A role includes a set of permissions. The use of roles makes it easy to give multiple users predefined sets of permissions at once. Note that assigning access to sites is not included in roles; roles only include feature permissions. A role can be assigned either at the organizational level or at the site level.
User / application roles: You can create roles for users as well as for applications. This is done in the same way.
Default / custom roles: You can make use of Priva's default roles, but you can also create custom roles via the Roles tab.
Default roles
A default role contains a set of permissions predefined by Priva. It is not possible to edit or delete a default role.
Currently, there are only two default user roles:
-
Administrator
This role includes all permissions available for your organization (depending on the subscription). -
Priva Installation Partner (only for Horticulture)
This role includes the permissions required to install and maintain horticultural systems.

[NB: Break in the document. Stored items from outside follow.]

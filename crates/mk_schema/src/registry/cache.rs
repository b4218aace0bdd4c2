use std::sync::{Arc, PoisonError, RwLock, RwLockReadGuard, RwLockWriteGuard};

use crate::error::ConfigurationError;
use crate::info::{SchemaType, TypeDescriptor};
use crate::registry::TypeIdMap;

// -----------------------------------------------------------------------------
// DescriptorCache

/// Process-wide memo of built [`TypeDescriptor`]s.
///
/// Lookups take a read lock. A miss builds the descriptor without holding
/// any lock and then stores it unless another thread got there first, in
/// which case the stored descriptor wins and is returned to both callers.
pub struct DescriptorCache {
    table: RwLock<TypeIdMap<Arc<TypeDescriptor>>>,
}

impl Default for DescriptorCache {
    #[inline]
    fn default() -> Self {
        Self::new()
    }
}

impl DescriptorCache {
    #[inline]
    pub const fn new() -> Self {
        Self {
            table: RwLock::new(TypeIdMap::new()),
        }
    }

    #[inline]
    fn read(&self) -> RwLockReadGuard<'_, TypeIdMap<Arc<TypeDescriptor>>> {
        self.table.read().unwrap_or_else(PoisonError::into_inner)
    }

    #[inline]
    fn write(&self) -> RwLockWriteGuard<'_, TypeIdMap<Arc<TypeDescriptor>>> {
        self.table.write().unwrap_or_else(PoisonError::into_inner)
    }

    /// Returns the cached descriptor of `ty`, building it on first use.
    ///
    /// Configuration errors are not cached; every call for a broken type
    /// reports the error again.
    pub fn describe(&self, ty: SchemaType) -> Result<Arc<TypeDescriptor>, ConfigurationError> {
        if let Some(descriptor) = self.read().get(&ty.id()) {
            return Ok(Arc::clone(descriptor));
        }

        let built = match ty.describe() {
            Ok(descriptor) => Arc::new(descriptor),
            Err(err) => {
                log::warn!("schema of `{}` is invalid: {err}", ty.path());
                return Err(err);
            }
        };
        log::debug!(
            "built descriptor for `{}` with {} fields",
            ty.name(),
            built.len()
        );

        let mut table = self.write();
        Ok(Arc::clone(table.get_or_insert(ty.id(), || built)))
    }

    /// Returns the descriptor of `ty` if it has been built.
    pub fn get(&self, ty: SchemaType) -> Option<Arc<TypeDescriptor>> {
        self.read().get(&ty.id()).cloned()
    }

    #[inline]
    pub fn len(&self) -> usize {
        self.read().len()
    }

    #[inline]
    pub fn is_empty(&self) -> bool {
        self.read().is_empty()
    }

    /// Drops every cached descriptor.
    pub fn clear(&self) {
        self.write().clear();
    }
}

// -----------------------------------------------------------------------------
// Tests

#[cfg(test)]
mod tests {
    use std::sync::Arc;
    use std::thread;

    use super::DescriptorCache;
    use crate::fixtures::Part;
    use crate::info::SchemaType;

    #[test]
    fn concurrent_lookups_agree() {
        let cache = Arc::new(DescriptorCache::new());
        let handles: Vec<_> = (0..8)
            .map(|_| {
                let cache = Arc::clone(&cache);
                thread::spawn(move || cache.describe(SchemaType::of::<Part>()).unwrap())
            })
            .collect();

        let descriptors: Vec<_> = handles.into_iter().map(|h| h.join().unwrap()).collect();
        let stored = cache.get(SchemaType::of::<Part>()).unwrap();

        assert_eq!(cache.len(), 1);
        assert!(descriptors.iter().all(|d| Arc::ptr_eq(d, &stored)));
    }

    #[test]
    fn clear_forces_rebuild() {
        let cache = DescriptorCache::new();
        let first = cache.describe(SchemaType::of::<Part>()).unwrap();
        cache.clear();
        assert!(cache.is_empty());

        let second = cache.describe(SchemaType::of::<Part>()).unwrap();
        assert!(!Arc::ptr_eq(&first, &second));
        assert_eq!(first.len(), second.len());
    }
}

It may change which permissions are available to your organization. For instance, if your organization changes the subscription or if Priva adds or removes permissions for new/old software features. The added or removed permissions will automatically be added to or removed from the relevant default role(s).
There are no default application roles yet.
Create roles
You can create custom roles via the Roles tab. In a custom role, you include a set of permissions that fits your organization. You can create roles that, for example, only contain view-only permissions or permissions to access specific applications.
When creating a role, take into account that some permissions can only be assigned at the organizational level and some permissions can be assigned site-specifically (more info in Roles and site access). Explanation of user permissions in (Building Automation) indicates for all available Building Automation permissions which can be assigned site-specifically.